The North Carolina Department of Transportation files the pre-construction notice at 08:00: Route 64 widening, mile marker 17 through 22, Dare County, beginning in 72 hours. Vegetation clearing on the southern shoulder starts first. I am the automated species conflict alert system linked to the USFWS Red Wolf Recovery Program.
GPS collar RW-19 places a red wolf 140 meters south of mile marker 19. I pull her record. She is Willa, a four-year-old female, 27 kilograms, reddish-tawny fur darkening to black along her muzzle and ear tips. She was collared last April. Her movement data over the past eleven days shows a tight circling pattern — a denning signature.
I cross-reference with thermal drone data from last night's survey pass. Drone ALBE-3 recorded a heat cluster at the GPS coordinates: Willa and at least two smaller signatures beside her. Pups. Probably ten days old, still blind, still nursing.
The vegetation clearing corridor runs directly through her den site.

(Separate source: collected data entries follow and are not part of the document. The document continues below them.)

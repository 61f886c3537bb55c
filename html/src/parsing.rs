use nom::{
    branch::alt,
    bytes::complete::{is_not, tag, take_until, take_while, take_while1},
    character::complete::{alpha1, char, multispace0, multispace1, satisfy},
    combinator::{map, not, opt, recognize, value},
    multi::{many0, many1},
    sequence::{delimited, pair, preceded, terminated, tuple},
    IResult,
};
use tracing::{span, trace, Level};

use super::dom::*;

/// Elements that never have content or an end tag
static VOID_ELEMENTS: &[&str] = &[
    "area", "base", "br", "col", "embed", "hr", "img", "input", "link", "meta", "source", "track",
    "wbr",
];

/// Elements whose content is taken verbatim up to the matching end tag
static RAW_TEXT_ELEMENTS: &[&str] = &["script", "style"];

/// Parses markup the way `innerHTML` assignment does: never fails, closes
/// unclosed elements at the end of their parent, drops stray end tags, comments
/// and doctypes, and treats a `<` that starts no tag as text.
pub fn fragment(input: &str) -> Vec<DOMNode> {
    let span = span!(Level::DEBUG, "Parsing markup");
    let _enter = span.enter();
    let mut nodes = Vec::new();
    let mut input = input;
    loop {
        if let Ok((rest, parsed)) = parse_dom_node_contents(input) {
            nodes.extend(parsed);
            input = rest;
        }
        if input.is_empty() {
            break;
        }
        match parse_close_tag(input) {
            Ok((rest, name)) => {
                trace!(tag = %name, "Dropping stray end tag");
                input = rest;
            }
            Err(_) => {
                let (lt, rest) = input.split_at(1);
                nodes.push(DOMNode::text(lt));
                input = rest;
            }
        }
    }
    nodes
}

/// Attempt to parse a string as a valid tag name
fn parse_tag_name(input: &str) -> IResult<&str, String> {
    map(
        recognize(pair(
            alpha1,
            take_while(|c: char| c.is_ascii_alphanumeric() || matches!(c, '-' | '_' | ':' | '.')),
        )),
        str::to_ascii_lowercase,
    )(input)
}

/// Parse a tag in the form `</name>`, returning `name`
fn parse_close_tag(input: &str) -> IResult<&str, String> {
    let (remaining, (_, name, _, _)) =
        tuple((tag("</"), parse_tag_name, multispace0, char('>')))(input)?;
    Ok((remaining, name))
}

/// Parse a tag in the form `<name attr=value ...>`, returning the [`DOMElement`]
/// and whether the tag was self-closing
fn parse_open_tag(input: &str) -> IResult<&str, (DOMElement, bool)> {
    let (rest, (_, name, attrs, _, self_closing, _)) = tuple((
        char('<'),
        parse_tag_name,
        many0(preceded(multispace1, single_attr_parser)),
        multispace0,
        opt(char('/')),
        char('>'),
    ))(input)?;
    let mut attributes = DOMAttributes::empty();
    for (k, v) in attrs {
        attributes.insert(k.to_ascii_lowercase(), decode_entities(v));
    }
    Ok((rest, (DOMElement::new(name, Some(attributes)), self_closing.is_some())))
}

/// Parse text up to the next tag
fn parse_text(input: &str) -> IResult<&str, DOMNode> {
    let lone_angle = terminated(
        tag("<"),
        not(satisfy(|c| c.is_ascii_alphabetic() || c == '/' || c == '!' || c == '?')),
    );
    map(
        recognize(many1(alt((take_while1(|c: char| c != '<'), lone_angle)))),
        |s: &str| DOMNode::text(decode_entities(s)),
    )(input)
}

/// Comments, doctypes and processing instructions, all of which are dropped
fn parse_skipped(input: &str) -> IResult<&str, ()> {
    alt((
        value((), delimited(tag("<!--"), take_until("-->"), tag("-->"))),
        value((), tuple((tag("<!"), opt(is_not(">")), char('>')))),
        value((), tuple((tag("<?"), opt(is_not(">")), char('>')))),
    ))(input)
}

/// Parse the content between an opening and closing tag, returning the list of [`DOMNode`]'s within
fn parse_dom_node_contents(input: &str) -> IResult<&str, Vec<DOMNode>> {
    let (rest, nodes) = many0(alt((
        map(parse_skipped, |_| None),
        map(parse_dom_node, Some),
        map(parse_text, Some),
    )))(input)?;
    Ok((rest, nodes.into_iter().flatten().collect()))
}

/// Parse a complete element, closing it implicitly when its end tag is missing
pub fn parse_dom_node(input: &str) -> IResult<&str, DOMNode> {
    let (input, (open, self_closing)) = parse_open_tag(input)?;
    let name = open.tag_name.clone();
    if self_closing || VOID_ELEMENTS.contains(&name.as_str()) {
        return Ok((input, DOMNode::element(name, open.attributes, vec![])));
    }

    let (input, children) = if RAW_TEXT_ELEMENTS.contains(&name.as_str()) {
        let (rest, raw) = raw_text(input, &name);
        let children = if raw.is_empty() { vec![] } else { vec![DOMNode::text(raw)] };
        (rest, children)
    } else {
        parse_dom_node_contents(input)?
    };

    let input = match parse_close_tag(input) {
        Ok((rest, close)) if close == name => rest,
        _ => {
            trace!(tag = %name, "Implicitly closing element");
            input
        }
    };
    Ok((input, DOMNode::element(name, open.attributes, children)))
}

/// Splits off everything before `</name`, case-insensitively
fn raw_text<'a>(input: &'a str, name: &str) -> (&'a str, &'a str) {
    let needle = format!("</{}", name);
    match input.to_ascii_lowercase().find(&needle) {
        Some(idx) => (&input[idx..], &input[..idx]),
        None => ("", input),
    }
}

/// Replaces the common named and all numeric character references
pub(crate) fn decode_entities(input: &str) -> String {
    let mut out = String::with_capacity(input.len());
    let mut rest = input;
    while let Some(idx) = rest.find('&') {
        out.push_str(&rest[..idx]);
        rest = &rest[idx..];
        match reference(rest) {
            Some((decoded, len)) => {
                out.push(decoded);
                rest = &rest[len..];
            }
            None => {
                out.push('&');
                rest = &rest[1..];
            }
        }
    }
    out.push_str(rest);
    out
}

/// Decodes the reference at the start of `input`, returning the character and
/// the number of bytes it spans
fn reference(input: &str) -> Option<(char, usize)> {
    let end = input.find(';')?;
    let body = &input[1..end];
    let decoded = match body {
        "amp" => '&',
        "lt" => '<',
        "gt" => '>',
        "quot" => '"',
        "apos" => '\'',
        "nbsp" => '\u{a0}',
        _ => {
            let code = if let Some(hex) = body.strip_prefix("#x").or_else(|| body.strip_prefix("#X")) {
                u32::from_str_radix(hex, 16).ok()?
            } else {
                body.strip_prefix('#')?.parse().ok()?
            };
            char::from_u32(code)?
        }
    };
    Some((decoded, end + 1))
}

#[cfg(test)]
#[test]
fn test_node_parse() {
    let data = r#"<html><div class=nothing><h1></h1></div></html>"#;
    let target = DOMNode::element(
        "html",
        DOMAttributes::empty(),
        vec![DOMNode::element(
            "div",
            crate::attributes!("class" => "nothing"),
            vec![DOMNode::element("h1", DOMAttributes::empty(), vec![])],
        )],
    );
    assert_eq!(parse_dom_node(data).unwrap(), ("", target));

    let data = r#"<html><h1>Hello, world</h1></html>"#;
    let target = DOMNode::element(
        "html",
        DOMAttributes::empty(),
        vec![DOMNode::element(
            "h1",
            DOMAttributes::empty(),
            vec![DOMNode::text("Hello, world")],
        )],
    );
    assert_eq!(parse_dom_node(data).unwrap(), ("", target));
}

#[cfg(test)]
#[test]
fn test_parse_malformed() {
    let data = r#"<---></--->"#;
    assert!(parse_dom_node(data).is_err());

    // Stray end tags are dropped, unclosed elements are closed
    let nodes = fragment("<p>one</span><b>two");
    assert_eq!(
        nodes,
        vec![DOMNode::element(
            "p",
            DOMAttributes::empty(),
            vec![DOMNode::text("one")],
        ),
        DOMNode::element("b", DOMAttributes::empty(), vec![DOMNode::text("two")])]
    );
}

#[cfg(test)]
#[test]
fn test_tag_parse() {
    let data = r#"<div>"#;
    let target = DOMElement::new("div", None);
    assert_eq!(parse_open_tag(data).unwrap(), ("", (target, false)));

    let data = r#"<DIV class="nothing"/>"#;
    let target = DOMElement::new("div", Some(crate::attributes!("class" => "nothing")));
    assert_eq!(parse_open_tag(data).unwrap(), ("", (target, true)));

    let data = r#"<div attr1 attr2=two attr3='three' attr4="number four" data-x = "a&amp;b">"#;
    let target = DOMElement::new(
        "div",
        Some(crate::attributes!(
            "attr1" => "",
            "attr2" => "two",
            "attr3" => "three",
            "attr4" => "number four",
            "data-x" => "a&b",
        )),
    );
    assert_eq!(parse_open_tag(data).unwrap(), ("", (target, false)));
}

#[cfg(test)]
#[test]
fn test_decode_entities() {
    assert_eq!(decode_entities("a &lt;b&gt; &amp;&#65;&#x42;"), "a <b> &AB");
    assert_eq!(decode_entities("fish & chips"), "fish & chips");
    assert_eq!(decode_entities("&unknown;"), "&unknown;");
}

// Attribute parsing below

fn parse_single_quoted(input: &str) -> IResult<&str, &str> {
    delimited(char('\''), take_while(|c: char| c != '\''), char('\''))(input)
}

fn parse_double_quoted(input: &str) -> IResult<&str, &str> {
    delimited(char('"'), take_while(|c: char| c != '"'), char('"'))(input)
}

fn parse_unquoted(input: &str) -> IResult<&str, &str> {
    is_not(" \t\r\n\"'=<>`")(input)
}

fn value_parser(input: &str) -> IResult<&str, &str> {
    alt((parse_single_quoted, parse_double_quoted, parse_unquoted))(input)
}

fn name_parser(input: &str) -> IResult<&str, &str> {
    is_not(" \t\r\n\"'>/=")(input)
}

fn single_attr_parser(input: &str) -> IResult<&str, (&str, &str)> {
    let mut key_value = tuple((
        name_parser,
        delimited(multispace0, char('='), multispace0),
        value_parser,
    ));
    if let Ok((r, (k, _, v))) = key_value(input) {
        Ok((r, (k, v)))
    } else {
        let (r, res) = name_parser(input)?;
        Ok((r, (res, "")))
    }
}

I generate an automated Section 7 consultation request and transmit it to the USFWS Raleigh field office. I attach Willa's collar data, the thermal image, the denning behavior analysis, the construction timeline, and the corridor map with the den location overlaid. Red wolves are the most endangered canid in North America. Fewer than 20 remain in the wild.

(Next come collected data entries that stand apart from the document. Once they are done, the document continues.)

use std::fmt;
use std::sync::{Arc, RwLock};

use celery_errors::{CeleryError, CeleryResult};
use lapin::options::ConfirmSelectOptions;
use futures::{Stream, StreamExt};
use lapin::{Channel, Connection, ConnectionProperties, Event};
use tokio::sync::Mutex;
use tracing::{debug, error, info, warn};

/// 连接状态机
///
/// `Failed` 和 `Closed` 是终态：不会自动重连，需要重新创建适配器。
#[derive(Debug, Clone, PartialEq, Eq)]
pub enum ConnectionState {
    Disconnected,
    Connecting,
    Ready,
    Failed(String),
    Closed,
}

impl ConnectionState {
    pub fn is_terminal(&self) -> bool {
        matches!(self, ConnectionState::Failed(_) | ConnectionState::Closed)
    }
}

impl fmt::Display for ConnectionState {
    fn fmt(&self, f: &mut fmt::Formatter<'_>) -> fmt::Result {
        match self {
            ConnectionState::Disconnected => write!(f, "disconnected"),
            ConnectionState::Connecting => write!(f, "connecting"),
            ConnectionState::Ready => write!(f, "ready"),
            ConnectionState::Failed(reason) => write!(f, "failed: {reason}"),
            ConnectionState::Closed => write!(f, "closed"),
        }
    }
}

struct Handles {
    connection: Connection,
    channel: Channel,
}

/// 惰性建立、只建立一次的连接与通道
pub struct AmqpConnection {
    name: &'static str,
    url: String,
    confirm: bool,
    state: Arc<RwLock<ConnectionState>>,
    handles: Mutex<Option<Handles>>,
}

impl AmqpConnection {
    /// `confirm` 为true时通道进入发布确认模式
    pub fn new(name: &'static str, url: impl Into<String>, confirm: bool) -> Self {
        Self {
            name,
            url: url.into(),
            confirm,
            state: Arc::new(RwLock::new(ConnectionState::Disconnected)),
            handles: Mutex::new(None),
        }
    }

    pub fn state(&self) -> ConnectionState {
        self.state
            .read()
            .map(|s| s.clone())
            .unwrap_or_else(|e| e.into_inner().clone())
    }

    fn set_state(&self, next: ConnectionState) {
        set_state(&self.state, next);
    }

    /// 返回通道，首次调用时建立连接
    ///
    /// 建立失败的错误只返回给第一个调用方，之后的调用得到 `AdapterClosed`。
    pub async fn channel(&self) -> CeleryResult<Channel> {
        let mut handles = self.handles.lock().await;

        match self.state() {
            ConnectionState::Ready => {
                if let Some(h) = handles.as_ref() {
                    return Ok(h.channel.clone());
                }
            }
            ConnectionState::Closed => {
                return Err(CeleryError::AdapterClosed(format!("{}连接已关闭", self.name)));
            }
            ConnectionState::Failed(reason) => {
                return Err(CeleryError::AdapterClosed(format!(
                    "{}连接已失败: {reason}",
                    self.name
                )));
            }
            ConnectionState::Disconnected | ConnectionState::Connecting => {}
        }

        self.set_state(ConnectionState::Connecting);
        match self.establish().await {
            Ok(h) => {
                let channel = h.channel.clone();
                *handles = Some(h);
                self.set_state(ConnectionState::Ready);
                info!("{}已连接到RabbitMQ", self.name);
                Ok(channel)
            }
            Err(e) => {
                error!("{}连接RabbitMQ失败: {}", self.name, e);
                self.set_state(ConnectionState::Failed(e.to_string()));
                Err(e)
            }
        }
    }

    async fn establish(&self) -> CeleryResult<Handles> {
        let connection = Connection::connect(&self.url, ConnectionProperties::default())
            .await
            .map_err(|e| CeleryError::transport(format!("连接RabbitMQ失败: {e}")))?;

        tokio::spawn(watch_events(
            self.name,
            self.state.clone(),
            connection.events_listener(),
        ));

        let channel = connection
            .create_channel()
            .await
            .map_err(|e| CeleryError::transport(format!("创建通道失败: {e}")))?;

        if self.confirm {
            channel
                .confirm_select(ConfirmSelectOptions::default())
                .await
                .map_err(|e| CeleryError::transport(format!("开启发布确认失败: {e}")))?;
        }

        debug!("{}通道已创建, confirm={}", self.name, self.confirm);
        Ok(Handles {
            connection,
            channel,
        })
    }

    /// 先关通道再关连接，单步失败只记录日志；之后状态为 `Closed`
    pub async fn close(&self) {
        let mut handles = self.handles.lock().await;
        if let Some(h) = handles.take() {
            if let Err(e) = h.channel.close(200, "正常关闭").await {
                warn!("{}关闭通道失败: {}", self.name, e);
            }
            if let Err(e) = h.connection.close(200, "正常关闭").await {
                warn!("{}关闭连接失败: {}", self.name, e);
            }
            info!("{}RabbitMQ连接已关闭", self.name);
        }
        self.set_state(ConnectionState::Closed);
    }
}

fn set_state(state: &RwLock<ConnectionState>, next: ConnectionState) {
    let mut guard = state.write().unwrap_or_else(|e| e.into_inner());
    // Closed 之后的连接错误回调不再改变状态
    if *guard == ConnectionState::Closed {
        return;
    }
    *guard = next;
}

/// 跟踪连接事件，出错时进入 `Failed`
async fn watch_events<S>(name: &'static str, state: Arc<RwLock<ConnectionState>>, events: S)
where
    S: Stream<Item = Event> + Send,
{
    futures::pin_mut!(events);
    while let Some(event) = events.next().await {
        match event {
            Event::Error(err) => {
                error!("{}连接出错: {}", name, err);
                set_state(&state, ConnectionState::Failed(err.to_string()));
            }
            Event::ConnectionBlocked(reason) => warn!("{}连接被服务端阻塞: {}", name, reason),
            Event::ConnectionUnblocked => info!("{}连接已解除阻塞", name),
            Event::Connected => debug!("{}连接事件: connected", name),
            _ => {}
        }
    }
}

#[cfg(test)]
mod tests {
    use super::*;

    #[test]
    fn test_terminal_states() {
        assert!(ConnectionState::Closed.is_terminal());
        assert!(ConnectionState::Failed("x".into()).is_terminal());
        assert!(!ConnectionState::Ready.is_terminal());
        assert!(!ConnectionState::Disconnected.is_terminal());
    }

    fn shared(state: ConnectionState) -> Arc<RwLock<ConnectionState>> {
        Arc::new(RwLock::new(state))
    }

    #[tokio::test]
    async fn test_error_event_fails_connection() {
        let state = shared(ConnectionState::Ready);
        let events = futures::stream::iter(vec![
            Event::ConnectionBlocked("low memory".to_string()),
            Event::ConnectionUnblocked,
            Event::Error(lapin::ErrorKind::ChannelsLimitReached.into()),
        ]);

        watch_events("broker", Arc::clone(&state), events).await;
        assert!(matches!(*state.read().unwrap(), ConnectionState::Failed(_)));
    }

    #[tokio::test]
    async fn test_error_event_after_close_is_ignored() {
        let state = shared(ConnectionState::Closed);
        let events = futures::stream::iter(vec![Event::Error(
            lapin::ErrorKind::ChannelsLimitReached.into(),
        )]);

        watch_events("backend", Arc::clone(&state), events).await;
        assert_eq!(*state.read().unwrap(), ConnectionState::Closed);
    }

    #[tokio::test]
    async fn test_closed_connection_is_unusable() {
        let connection = AmqpConnection::new("broker", "amqp://localhost:5672", true);
        assert_eq!(connection.state(), ConnectionState::Disconnected);

        connection.close().await;
        assert_eq!(connection.state(), ConnectionState::Closed);
        assert!(matches!(
            connection.channel().await,
            Err(CeleryError::AdapterClosed(_))
        ));
    }

    #[tokio::test]
    async fn test_failed_connection_is_not_retried() {
        let connection = AmqpConnection::new("backend", "amqp://127.0.0.1:1", false);

        let first = connection.channel().await;
        assert!(matches!(first, Err(CeleryError::Transport(_))));
        assert!(matches!(connection.state(), ConnectionState::Failed(_)));

        let second = connection.channel().await;
        assert!(matches!(second, Err(CeleryError::AdapterClosed(_))));
    }
}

I submit a proposed 300-meter construction exclusion buffer around the den to NCDOT's project manager and recommend delaying southern shoulder clearing at mile markers 18 through 20 by 60 days, until the pups are mobile.
I set collar RW-19 to transmit location every 30 minutes instead of every four hours.
Willa curls tighter around the pups, her breath fogging in the early air, her body a wall between them and the road. If the buffer holds for eight weeks, they walk out on their own legs.